Provided by the Unclaimed Property Division of the State Treasurer’s Office
Wyoming’s Unclaimed Property Division of the State Treasurer’s Office cut a record 8,062 checks totaling about $5.13 million to current and former Wyoming citizens and businesses during the fiscal year that ended June 30.
The number of checks issued is a 32.5 percent increase over the previous record that was set one year earlier. Wyoming State Treasurer Curt Meier said the investment into new software at the end of 2018 is one of the main reasons for the spike.
“This was our first full fiscal year utilizing the new technology,” Meier said. “We were able to operate more efficiently and, as a result, more of our citizens were able to recapture their money.”
Despite the increase in checks issued, Administrator of Unclaimed Property Jeff Robertson said the amount of money paid out during the year decreased when compared to the past couple of years.
“We were disappointed that payments didn’t increase along with the increase in approved claims,” Robertson said. “We just didn’t have as many large-value claims as we did the previous year. We had quite a few claims paying out hundreds of dollars, but the number of claims paying five or six digits was down considerably.”

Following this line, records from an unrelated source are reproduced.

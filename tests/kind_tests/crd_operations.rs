//! Stories about the ServiceTemplate custom resource

use std::time::Duration;

use berth_common::config::FlagDefaults;
use berth_common::crd::{ServiceTemplate, ServiceTemplateSpec};
use berth_engine::ClusterCatalog;
use berth_template::TemplateCatalog;
use k8s_openapi::apiextensions_apiserver::pkg::apis::apiextensions::v1::CustomResourceDefinition;
use k8s_openapi::apimachinery::pkg::apis::meta::v1::ObjectMeta;
use kube::api::{Api, DeleteParams, Patch, PatchParams, PostParams};
use kube::CustomResourceExt;

use super::helpers::{client, cluster, ensure_namespace, tenant_name};

const TEMPLATE: &str = "kind: Template\nname: Notebook\nvariables:\n- name: NAME\n  default: notebook\n";

fn service_template(name: &str, data: &str, disabled: bool) -> ServiceTemplate {
    ServiceTemplate {
        metadata: ObjectMeta {
            name: Some(name.to_string()),
            ..Default::default()
        },
        spec: ServiceTemplateSpec {
            data: data.to_string(),
            disabled,
        },
    }
}

/// Story: an operator installs the CRD and publishes templates; disabled
/// entries stay hidden and malformed ones are reported, not fatal.
#[tokio::test]
#[ignore]
async fn story_cluster_catalog_reads_published_templates() {
    let client = client().await;

    let crds: Api<CustomResourceDefinition> = Api::all(client.clone());
    crds.patch(
        "servicetemplates.berth.dev",
        &PatchParams::apply("berth-test").force(),
        &Patch::Apply(&ServiceTemplate::crd()),
    )
    .await
    .expect("CRD apply should succeed");
    // Give the API server a moment to serve the new type
    tokio::time::sleep(Duration::from_secs(2)).await;

    let namespace = tenant_name("berth-catalog");
    ensure_namespace(&client, &namespace).await;

    let templates: Api<ServiceTemplate> = Api::namespaced(client.clone(), &namespace);
    let pp = PostParams::default();
    templates
        .create(&pp, &service_template("notebook", TEMPLATE, false))
        .await
        .expect("create should succeed");
    templates
        .create(&pp, &service_template("retired", TEMPLATE, true))
        .await
        .expect("create should succeed");
    templates
        .create(&pp, &service_template("broken", "kind: Template\n", false))
        .await
        .expect("create should succeed");

    let catalog = ClusterCatalog::new(cluster(client.clone()), namespace.as_str(), FlagDefaults::CURRENT);
    let listing = catalog.list().await.expect("listing should succeed");

    let ids: Vec<&str> = listing.templates.iter().map(|t| t.id()).collect();
    assert_eq!(ids, vec!["notebook"]);
    assert_eq!(listing.skipped.len(), 1);
    assert_eq!(listing.skipped[0].id, "broken");
    assert!(catalog.get("retired").await.is_err());

    let namespaces: Api<k8s_openapi::api::core::v1::Namespace> = Api::all(client);
    let _ = namespaces.delete(&namespace, &DeleteParams::default()).await;
}
impl Provisioner {
    /// Provisioner waiting up to 30s for the default service account
    pub fn new(cluster: Arc<dyn ClusterClient>, config: Arc<EngineConfig>) -> Self {
        Self {
            cluster,
            config,
            account_wait: RetryConfig::fixed(30, Duration::from_secs(1)),
        }
    }

    /// Override how long to wait for the default service account
    pub fn with_account_wait(mut self, wait: RetryConfig) -> Self {
        self.account_wait = wait;
        self
    }

    /// Current state of a tenant, read from the cluster
    pub async fn observe(&self, tenant: &str) -> Result<TenantState> {
        let ns = self.config.tenant_namespace(tenant);
        if self
            .cluster
            .get("v1", "Namespace", None, &ns)
            .await?
            .is_none()
        {
            return Ok(TenantState::Absent);
        }
        if !self.registry_present(&ns).await? {
            return Ok(TenantState::NamespaceCreated);
        }
        if !self.auth_present(&ns).await? {
            return Ok(TenantState::RegistryCredentialPresent);
        }
        if !self.workflow_identity_present(&ns).await? {
            return Ok(TenantState::AuthCredentialPresent);
        }
        Ok(TenantState::Ready)
    }

    /// Run every provisioning step and return the state reached.
    ///
    /// Without a gateway and without a known password the tenant stops short
    /// of `AuthCredentialPresent`; its ingresses then reject every request
    /// until a password is set.
    #[instrument(skip(self, tenant), fields(tenant = %tenant.name))]
    pub async fn provision(&self, tenant: &Tenant) -> Result<TenantState> {
        tenant.check()?;
        let ns = self.config.tenant_namespace(&tenant.name);

        self.ensure_namespace(&tenant.name, &ns).await?;
        self.ensure_registry_credential(&ns).await?;
        let auth_ready = self.ensure_auth_credential(tenant, &ns).await?;
        self.ensure_workflow_identity(&tenant.name, &ns).await?;

        if auth_ready {
            Ok(TenantState::Ready)
        } else {
            Ok(TenantState::RegistryCredentialPresent)
        }
    }

    /// Replace the basic-auth secret after a password change
    #[instrument(skip(self, tenant), fields(tenant = %tenant.name))]
    pub async fn update_auth_credential(&self, tenant: &Tenant) -> Result<TenantState> {
        tenant.check()?;
        let ns = self.config.tenant_namespace(&tenant.name);
        if self
            .cluster
            .get("v1", "Namespace", None, &ns)
            .await?
            .is_none()
        {
            return Err(Error::not_found("tenant", &tenant.name));
        }
        self.ensure_auth_credential(tenant, &ns).await?;
        self.observe(&tenant.name).await
    }

    /// Remove a tenant's namespace and the objects held for it elsewhere.
    ///
    /// Returns whether the namespace existed.
    #[instrument(skip(self))]
    pub async fn deprovision(&self, tenant: &str) -> Result<bool> {
        let ns = self.config.tenant_namespace(tenant);
        if let Some(workflow_ns) = &self.config.workflow_namespace {
            self.cluster
                .delete("v1", "Secret", Some(workflow_ns), &format!("{ns}-token"))
                .await?;
            self.cluster
                .delete("v1", "ServiceAccount", Some(workflow_ns), &ns)
                .await?;
        }
        let removed = self.cluster.delete("v1", "Namespace", None, &ns).await?;
        info!(namespace = %ns, removed, "Deprovisioned tenant");
        Ok(removed)
    }

    async fn ensure_namespace(&self, tenant: &str, ns: &str) -> Result<()> {
        if self
            .cluster
            .get("v1", "Namespace", None, ns)
            .await?
            .is_some()
        {
            debug!(namespace = %ns, "Namespace already present");
            return Ok(());
        }
        let docs = render_manifest(
            "tenant-namespace",
            TENANT_NAMESPACE_V1,
            &[("NAME", tenant), ("NAMESPACE", ns)],
        )?;
        for doc in &docs {
            self.cluster.apply(doc).await?;
        }
        info!(namespace = %ns, "Created tenant namespace");
        Ok(())
    }

    fn registry_credentials(&self) -> Option<(&RegistryConfig, &str, &str)> {
        let registry = self.config.registry.as_ref()?;
        let username = registry.username.as_deref()?;
        let password = registry.password.as_deref()?;
        Some((registry, username, password))
    }

    async fn registry_present(&self, ns: &str) -> Result<bool> {
        if self.registry_credentials().is_none() {
            return Ok(true);
        }
        if self
            .cluster
            .get("v1", "Secret", Some(ns), REGISTRY_SECRET_NAME)
            .await?
            .is_none()
        {
            return Ok(false);
        }
        let account = self
            .cluster
            .get("v1", "ServiceAccount", Some(ns), "default")
            .await?;
        Ok(account.as_ref().is_some_and(links_registry_secret))
    }

    async fn ensure_registry_credential(&self, ns: &str) -> Result<()> {
        let Some((registry, username, password)) = self.registry_credentials() else {
            return Ok(());
        };

        if self
            .cluster
            .get("v1", "Secret", Some(ns), REGISTRY_SECRET_NAME)
            .await?
            .is_none()
        {
            let secret = registry_secret(ns, registry, username, password)?;
            if self.cluster.create(&secret).await? {
                info!(namespace = %ns, registry = %registry.host(), "Created registry credential");
            }
        }

        // The service account controller creates `default` shortly after the namespace
        let cluster = &self.cluster;
        let account = retry_with_backoff(
            &self.account_wait,
            "wait_default_service_account",
            || async move {
                match cluster.get("v1", "ServiceAccount", Some(ns), "default").await {
                    Ok(Some(account)) => Ok(account),
                    Ok(None) => Err(Error::upstream(
                        format!("get ServiceAccount/default in {ns}"),
                        "default service account not created yet",
                    )),
                    Err(e) => Err(e),
                }
            },
        )
        .await?;

        if !links_registry_secret(&account) {
            self.cluster
                .apply(&json!({
                    "apiVersion": "v1",
                    "kind": "ServiceAccount",
                    "metadata": {"name": "default", "namespace": ns},
                    "imagePullSecrets": [{"name": REGISTRY_SECRET_NAME}]
                }))
                .await?;
            debug!(namespace = %ns, "Linked registry credential to default service account");
        }
        Ok(())
    }

    async fn auth_present(&self, ns: &str) -> Result<bool> {
        if self.config.auth.gateway_url.is_some() {
            return Ok(true);
        }
        Ok(self
            .cluster
            .get("v1", "Secret", Some(ns), AUTH_SECRET_NAME)
            .await?
            .is_some())
    }

    /// Returns whether a usable credential is in place afterwards
    async fn ensure_auth_credential(&self, tenant: &Tenant, ns: &str) -> Result<bool> {
        if self.config.auth.gateway_url.is_some() {
            return Ok(true);
        }
        let existing = self
            .cluster
            .get("v1", "Secret", Some(ns), AUTH_SECRET_NAME)
            .await?;

        let Some(hash) = &tenant.password_hash else {
            if existing.is_none() {
                warn!(
                    tenant = %tenant.name,
                    "No password known for tenant; ingresses will deny all requests"
                );
                return Ok(false);
            }
            return Ok(true);
        };

        let line = format!("{}:{}", tenant.name, hash);
        if existing.as_ref().and_then(auth_line).as_deref() == Some(line.as_str()) {
            return Ok(true);
        }
        self.cluster
            .apply(&json!({
                "apiVersion": "v1",
                "kind": "Secret",
                "type": "Opaque",
                "metadata": {
                    "name": AUTH_SECRET_NAME,
                    "namespace": ns,
                    "labels": {TENANT_LABEL: tenant.name}
                },
                "stringData": {"auth": line}
            }))
            .await?;
        info!(tenant = %tenant.name, replaced = existing.is_some(), "Wrote auth credential");
        Ok(true)
    }

    async fn workflow_identity_present(&self, ns: &str) -> Result<bool> {
        let Some(workflow_ns) = &self.config.workflow_namespace else {
            return Ok(true);
        };
        Ok(self
            .cluster
            .get("v1", "ServiceAccount", Some(workflow_ns), ns)
            .await?
            .is_some())
    }

    async fn ensure_workflow_identity(&self, tenant: &str, ns: &str) -> Result<()> {
        let Some(workflow_ns) = &self.config.workflow_namespace else {
            return Ok(());
        };
        if self.workflow_identity_present(ns).await? {
            return Ok(());
        }
        let docs = render_manifest(
            "tenant-workflow-identity",
            WORKFLOW_IDENTITY_V1,
            &[
                ("NAME", tenant),
                ("NAMESPACE", ns),
                ("WORKFLOW_NAMESPACE", workflow_ns),
            ],
        )?;
        for doc in &docs {
            self.cluster.apply(doc).await?;
        }
        info!(namespace = %ns, workflow_namespace = %workflow_ns, "Created workflow identity");
        Ok(())
    }
}
//! Error types for the HTTP API

use axum::http::StatusCode;
use axum::response::{IntoResponse, Response};
use tracing::warn;

/// Result type for API handlers
pub type Result<T> = std::result::Result<T, Error>;

/// Error type for API handlers
#[derive(Debug, thiserror::Error)]
pub enum Error {
    /// Missing, malformed or unknown credentials
    #[error("authentication failed: {0}")]
    Unauthorized(String),

    /// Request body could not be understood
    #[error("bad request: {0}")]
    InvalidBody(String),

    /// An engine operation failed
    #[error(transparent)]
    Engine(#[from] berth_common::Error),
}

impl Error {
    /// Status code and stable error class
    fn classify(&self) -> (StatusCode, &'static str) {
        use berth_common::Error as E;
        match self {
            Error::Unauthorized(_) => (StatusCode::UNAUTHORIZED, "Unauthorized"),
            Error::InvalidBody(_) => (StatusCode::BAD_REQUEST, "BadRequest"),
            Error::Engine(e) => {
                let status = match e {
                    E::BadRequest { .. } => StatusCode::BAD_REQUEST,
                    E::NotFound { .. } => StatusCode::NOT_FOUND,
                    E::Conflict { .. } => StatusCode::CONFLICT,
                    E::ResourceExhausted { .. } => StatusCode::SERVICE_UNAVAILABLE,
                    E::UpstreamUnavailable {
                        timed_out: true, ..
                    } => StatusCode::GATEWAY_TIMEOUT,
                    E::UpstreamUnavailable { .. } => StatusCode::BAD_GATEWAY,
                    _ => StatusCode::INTERNAL_SERVER_ERROR,
                };
                (status, e.kind())
            }
        }
    }
}

impl IntoResponse for Error {
    fn into_response(self) -> Response {
        let (status, kind) = self.classify();
        if status.is_server_error() {
            warn!(kind, error = %self, "Request failed");
        }

        let body = serde_json::json!({
            "kind": kind,
            "message": self.to_string(),
            "code": status.as_u16()
        });

        (status, axum::Json(body)).into_response()
    }
}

Robertson said if you compare the claims paid in 2020 to 2019, there were only 74 checks that exceeded $10,000 this year. On the other hand, 143 of the checks issued in 2019 exceeded the $10,000 mark.
In 2020, the State received $9.460 million in unclaimed property while paying out $5.125 million to 8,062 recipients. For 2019, the State received $9.138 million while paying out $6.857 million to 6,084 individuals and businesses.
Property is turned over to the State when a business, agency or governmental entity owes property, typically money or stocks, to someone and for whatever reason cannot locate the owner for a specified time period.
Meier said the State is still holding approximately $91 million in unclaimed property, and it is easier than ever for individuals to claim their money.
“We encourage all citizens to go to our website at mycash.wyo.gov and see if they are entitled to any of these funds,” Meier said. “There is a two-minute video on the left side of the page that explains how to make a claim through the website.”
To make a valid claim, owners will need to provide information about themselves and may need to submit official documents. This could be as simple as a copy of a driver’s license if the property is in your name, but if you are claiming as an heir or a business additional documents may be requested.
Wyoming law requires the State to hold unclaimed property in perpetuity until the rightful owner is able to claim it.